瀬島龍三氏との会見に即して、日本陸軍官僚(参謀)の悪癖として
「都合の悪いことは決して口にしない」「自らの意見は常に他人の意見を語り本音は言わない」「ある事実(一部)を語ることで『全体的』と理解させる」「相手の知識量・情報量に合わせて自説を語る」「一時資料の改竄もいとわない」
とあげつらい、そのやり方が現代の官僚にまで踏襲されている、と非難するのだが、これは保坂氏自身の癖そのものではないかという印象を持つ。

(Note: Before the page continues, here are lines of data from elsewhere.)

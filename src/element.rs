//! Element types storable in a [`DynamicArray`](crate::DynamicArray) and
//! usable with the bitwise operations.
//!
//! Every element is a fixed-width integer: the bit printer relies on the width
//! being 8, 16, 32 or 64 bits, and the random fill relies on a checked
//! conversion from `i64`.

use std::fmt::Debug;
use std::ops::{BitAnd, BitOr, BitXor, Not};

/// Fixed-width integer element.
pub trait Element:
    Copy
    + Default
    + PartialEq
    + Debug
    + BitAnd<Output = Self>
    + BitOr<Output = Self>
    + BitXor<Output = Self>
    + Not<Output = Self>
{
    /// Width of the type in bits (`8 * size_of::<Self>()`).
    const BITS: usize;

    /// Raw two's-complement bits, zero-extended to 64 bits.
    fn to_raw_bits(self) -> u64;

    /// Convert from `i64`, or `None` if the value is not representable.
    fn from_i64(value: i64) -> Option<Self>;

    /// Text form used by element listings.
    fn display_value(self) -> String;
}

macro_rules! implement_element {
    // Byte-wide types are listed as characters.
    (char $int_type:ty) => {
        impl Element for $int_type {
            const BITS: usize = <$int_type>::BITS as usize;

            #[inline]
            fn to_raw_bits(self) -> u64 {
                self as u8 as u64
            }

            #[inline]
            fn from_i64(value: i64) -> Option<Self> {
                <$int_type>::try_from(value).ok()
            }

            fn display_value(self) -> String {
                char::from(self as u8).to_string()
            }
        }
    };
    ($int_type:ty, $unsigned:ty) => {
        impl Element for $int_type {
            const BITS: usize = <$int_type>::BITS as usize;

            #[inline]
            fn to_raw_bits(self) -> u64 {
                self as $unsigned as u64
            }

            #[inline]
            fn from_i64(value: i64) -> Option<Self> {
                <$int_type>::try_from(value).ok()
            }

            fn display_value(self) -> String {
                self.to_string()
            }
        }
    };
}

implement_element!(char i8);
implement_element!(char u8);
implement_element!(i16, u16);
implement_element!(u16, u16);
implement_element!(i32, u32);
implement_element!(u32, u32);
implement_element!(i64, u64);
implement_element!(u64, u64);
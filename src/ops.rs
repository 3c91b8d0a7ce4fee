//! Element-wise bitwise operations over [`DynamicArray`]s.
//!
//! Each output element depends only on the input elements at the same index;
//! nothing carries between elements.
//!
//! # Examples
//!
//! ```
//! use vecbits::{apply, BitwiseOp, DynamicArray};
//!
//! let a = DynamicArray::from_slice(&[0b1100u8, 0b1010]);
//! let b = DynamicArray::from_slice(&[0b1010u8, 0b0110]);
//!
//! let xor = apply(&a, &b, BitwiseOp::Xor).unwrap();
//! assert_eq!(xor.as_slice(), &[0b0110, 0b1100]);
//! ```

use crate::dynamic_array::DynamicArray;
use crate::element::Element;
use crate::error::{Result, VecbitsError};
use serde::{Deserialize, Serialize};
use std::fmt;
use std::io::Write;
use std::ops::{BitAnd, BitOr, BitXor, Not};
use std::str::FromStr;

/// Binary bitwise operator.
#[derive(Clone, Copy, Debug, PartialEq, Eq, Hash, Serialize, Deserialize)]
#[serde(rename_all = "lowercase")]
pub enum BitwiseOp {
    And,
    Or,
    Xor,
}

impl BitwiseOp {
    /// All binary operators in display order.
    pub const ALL: [BitwiseOp; 3] = [BitwiseOp::And, BitwiseOp::Or, BitwiseOp::Xor];

    /// Apply the operator to a single pair of elements.
    #[inline]
    pub fn eval<T: Element>(self, a: T, b: T) -> T {
        match self {
            BitwiseOp::And => a & b,
            BitwiseOp::Or => a | b,
            BitwiseOp::Xor => a ^ b,
        }
    }

    /// Upper-case operator name.
    pub fn name(self) -> &'static str {
        match self {
            BitwiseOp::And => "AND",
            BitwiseOp::Or => "OR",
            BitwiseOp::Xor => "XOR",
        }
    }
}

impl fmt::Display for BitwiseOp {
    fn fmt(&self, f: &mut fmt::Formatter<'_>) -> fmt::Result {
        f.write_str(self.name())
    }
}

impl FromStr for BitwiseOp {
    type Err = VecbitsError;

    fn from_str(s: &str) -> Result<Self> {
        match s.trim().to_ascii_lowercase().as_str() {
            "and" => Ok(BitwiseOp::And),
            "or" => Ok(BitwiseOp::Or),
            "xor" => Ok(BitwiseOp::Xor),
            other => Err(VecbitsError::InvalidParameter(format!(
                "unknown bitwise operation '{}' (expected and, or, xor)",
                other
            ))),
        }
    }
}

/// Unary bitwise operator.
#[derive(Clone, Copy, Debug, PartialEq, Eq, Hash, Serialize, Deserialize)]
#[serde(rename_all = "lowercase")]
pub enum UnaryOp {
    Not,
}

impl UnaryOp {
    /// Apply the operator to a single element.
    #[inline]
    pub fn eval<T: Element>(self, a: T) -> T {
        match self {
            UnaryOp::Not => !a,
        }
    }

    /// Upper-case operator name.
    pub fn name(self) -> &'static str {
        match self {
            UnaryOp::Not => "NOT",
        }
    }
}

impl fmt::Display for UnaryOp {
    fn fmt(&self, f: &mut fmt::Formatter<'_>) -> fmt::Result {
        f.write_str(self.name())
    }
}

/// Apply `op` to every pair `(a[i], b[i])`.
///
/// # Errors
///
/// Returns [`VecbitsError::SizeMismatch`] if the arrays differ in length.
pub fn apply<T: Element>(
    a: &DynamicArray<T>,
    b: &DynamicArray<T>,
    op: BitwiseOp,
) -> Result<DynamicArray<T>> {
    if a.len() != b.len() {
        return Err(VecbitsError::SizeMismatch {
            left: a.len(),
            right: b.len(),
        });
    }

    let mut result = DynamicArray::with_len(a.len());
    for i in 0..a.len() {
        *result.get_mut(i) = op.eval(*a.get(i), *b.get(i));
    }
    Ok(result)
}

/// Apply `op` element-wise, reporting a size mismatch to `diag` and returning
/// an empty array instead of failing.
pub fn apply_or_empty<T: Element, W: Write>(
    a: &DynamicArray<T>,
    b: &DynamicArray<T>,
    op: BitwiseOp,
    diag: &mut W,
) -> DynamicArray<T> {
    match apply(a, b, op) {
        Ok(result) => result,
        Err(err) => {
            // Nothing useful to do if the diagnostic stream itself fails.
            let _ = writeln!(diag, "{}", err);
            DynamicArray::new()
        }
    }
}

/// Apply a unary operator to every element.
pub fn apply_unary<T: Element>(a: &DynamicArray<T>, op: UnaryOp) -> DynamicArray<T> {
    let mut result = DynamicArray::with_len(a.len());
    for i in 0..a.len() {
        *result.get_mut(i) = op.eval(*a.get(i));
    }
    result
}

// =============================================================================
// Bitwise Operators
// =============================================================================

impl<T: Element> BitAnd for &DynamicArray<T> {
    type Output = DynamicArray<T>;

    fn bitand(self, rhs: Self) -> Self::Output {
        apply_or_empty(self, rhs, BitwiseOp::And, &mut std::io::stderr())
    }
}

impl<T: Element> BitAnd for DynamicArray<T> {
    type Output = DynamicArray<T>;

    fn bitand(self, rhs: Self) -> Self::Output {
        &self & &rhs
    }
}

impl<T: Element> BitOr for &DynamicArray<T> {
    type Output = DynamicArray<T>;

    fn bitor(self, rhs: Self) -> Self::Output {
        apply_or_empty(self, rhs, BitwiseOp::Or, &mut std::io::stderr())
    }
}

impl<T: Element> BitOr for DynamicArray<T> {
    type Output = DynamicArray<T>;

    fn bitor(self, rhs: Self) -> Self::Output {
        &self | &rhs
    }
}

impl<T: Element> BitXor for &DynamicArray<T> {
    type Output = DynamicArray<T>;

    fn bitxor(self, rhs: Self) -> Self::Output {
        apply_or_empty(self, rhs, BitwiseOp::Xor, &mut std::io::stderr())
    }
}

impl<T: Element> BitXor for DynamicArray<T> {
    type Output = DynamicArray<T>;

    fn bitxor(self, rhs: Self) -> Self::Output {
        &self ^ &rhs
    }
}

impl<T: Element> Not for &DynamicArray<T> {
    type Output = DynamicArray<T>;

    fn not(self) -> Self::Output {
        apply_unary(self, UnaryOp::Not)
    }
}

impl<T: Element> Not for DynamicArray<T> {
    type Output = DynamicArray<T>;

    fn not(self) -> Self::Output {
        !&self
    }
}

#[cfg(test)]
mod tests {
    use super::*;

    #[test]
    fn test_eval() {
        assert_eq!(BitwiseOp::And.eval(0b1100u8, 0b1010), 0b1000);
        assert_eq!(BitwiseOp::Or.eval(0b1100u8, 0b1010), 0b1110);
        assert_eq!(BitwiseOp::Xor.eval(0b1100u8, 0b1010), 0b0110);
        assert_eq!(UnaryOp::Not.eval(0u8), 0xFF);
        assert_eq!(UnaryOp::Not.eval(0i32), -1);
    }

    #[test]
    fn test_apply_char_scenario() {
        let a = DynamicArray::from_slice(&[65i8, 66, 67]);
        let b = DynamicArray::from_slice(&[1i8, 1, 1]);

        assert_eq!(apply(&a, &b, BitwiseOp::And).unwrap().as_slice(), &[1, 0, 1]);
        assert_eq!(apply(&a, &b, BitwiseOp::Or).unwrap().as_slice(), &[65, 67, 67]);
        assert_eq!(apply(&a, &b, BitwiseOp::Xor).unwrap().as_slice(), &[64, 67, 66]);
    }

    #[test]
    fn test_apply_size_mismatch() {
        let a: DynamicArray<i32> = DynamicArray::with_len(3);
        let b: DynamicArray<i32> = DynamicArray::with_len(5);

        assert!(matches!(
            apply(&a, &b, BitwiseOp::And),
            Err(VecbitsError::SizeMismatch { left: 3, right: 5 })
        ));
    }

    #[test]
    fn test_apply_or_empty_reports() {
        let a = DynamicArray::from_slice(&[1u8, 2, 3]);
        let b = DynamicArray::from_slice(&[1u8]);
        let mut diag = Vec::new();

        let result = apply_or_empty(&a, &b, BitwiseOp::Or, &mut diag);
        assert!(result.is_empty());
        let text = String::from_utf8(diag).unwrap();
        assert!(text.starts_with("Vectors are of different sizes"));
    }

    #[test]
    fn test_apply_unary() {
        let a = DynamicArray::from_slice(&[0i8, -1, 5]);
        let result = apply_unary(&a, UnaryOp::Not);
        assert_eq!(result.as_slice(), &[-1, 0, -6]);
    }

    #[test]
    fn test_operators() {
        let a = DynamicArray::from_slice(&[0b0011u16, 0b0101]);
        let b = DynamicArray::from_slice(&[0b0101u16, 0b0011]);

        assert_eq!((&a & &b).as_slice(), &[0b0001, 0b0001]);
        assert_eq!((&a | &b).as_slice(), &[0b0111, 0b0111]);
        assert_eq!((&a ^ &b).as_slice(), &[0b0110, 0b0110]);
        assert_eq!((!&a).as_slice(), &[!0b0011u16, !0b0101u16]);
        assert_eq!((a.clone() ^ a).as_slice(), &[0, 0]);
    }

    #[test]
    fn test_op_parse_and_display() {
        assert_eq!("AND".parse::<BitwiseOp>().unwrap(), BitwiseOp::And);
        assert_eq!(" xor ".parse::<BitwiseOp>().unwrap(), BitwiseOp::Xor);
        assert!("nand".parse::<BitwiseOp>().is_err());
        assert_eq!(BitwiseOp::Or.to_string(), "OR");
        assert_eq!(UnaryOp::Not.to_string(), "NOT");
    }
}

最初の方で唐突に、カッコ書きで現総理・安倍晋三への一方的批判が出て来て驚き、「こりゃあ随分左翼よりの本だろうな」と思いながら読んだが、そんなものは全く思わせない。左翼的ではないがかといって右翼的でもない。つまりただの事実の列記という具合で思想的なものは全く感じられないのだ。だから面白くもなんともない。
怪物の一人『石原莞爾』が、戦後の或る時「東条英機との対立はどのようなものか?」と尋ねられ「わたしには多少の思いはあるが東条には思想はない。対立など起きようがない」と答えた逸話が載っている。実に石原莞爾らしい言葉だが、この言葉もまた保坂氏に跳ね返る。今の保坂氏に思想は感じられない。学校で歴史の教鞭をとるなら適任だろう。
あまりにも雲をつかむような印象なので来歴を調べてみると、職歴に電通PRセンターや朝日ソノラマ編集者という経歴があるが、本の著者紹介の履歴にはこれらは載せてない。時代がそうさせているのか本人の内面の変化のあらわれかどうかは不明だが、恐らくはかつての自虐史観に対する『反駁の嵐のような現在』がそうさせているのだろう。
彼は学生時代、演劇部に入り『特攻隊』をテーマに脚本を書いている。執筆活動に入ってからは時代の証言を求め数多くの取材をしている。その中にはやはり吉田清治のような人物が混じっていたのではないか。特攻隊員の出撃時の様子を証言した整備兵の証言として次のような話を書いている。
「特攻隊員は出撃前、失禁し錯乱を起こすようなもの者が多くいて、整備兵が操縦席に押し込んだ」「特攻隊員は無線で監視されており、特攻間際に操縦席で隊員が何を話すか残っていた。軍・上官に対する恨みの声が多かった。それらの記録は捨てられた」
これらは、常識的に考えれば在りえない不可能な話である。正気なくして当時の飛行機は操縦できない。無線が届くような距離に敵艦はいない。馬鹿げている。
だが保坂氏は『取材した真実の声』としてこのような文章を残している。
安保闘争にも参加している保坂氏はかつてはガチガチの左翼思想・自虐史観に囚われていたのだろう。大江健三郎氏などと同じだが、過去のあやまちを認め公表しない限り、もはや歴史などを書く資格のないジャーナリストの一人だ。気の毒な時代に翻弄された一人の青年だったのだろう。
どうでもいいことだが、この逆のパターンがある。小林よしのり氏だ。ゴーマニズムと題し・漫画を手段として多くの若者が自虐史観から抜け出すきっかけをつくり多くのシンパができた。保坂氏らと軌跡を交差させながら脚光を浴びたが、彼の場合『過去から学んで過去を批判する」ことはできたが「今起きていること」には感情的と呼ぶしかない考察力(?)の乏しさを曝した。
なんとか志桜里さんを稀代の政治家のように持ち上げて呆れられ、ついには共産党を応援するまで変わってしまった。こちらはまだ意気揚々としているが今後どうなるか。書く資格のないジャーナリストの一人となることは容易に想像がつく。
偉そうな事ばかり書いたが、情報が自由に手に入る時代であれば、多くのジャーナリストは苦しまなくて済んだかもしれない。もしそうであったらもっと多くの日本人が捏造歴史に苦しんでいなかっただろう。我々はネット時代を賢く生きなければならないとつくづく思う。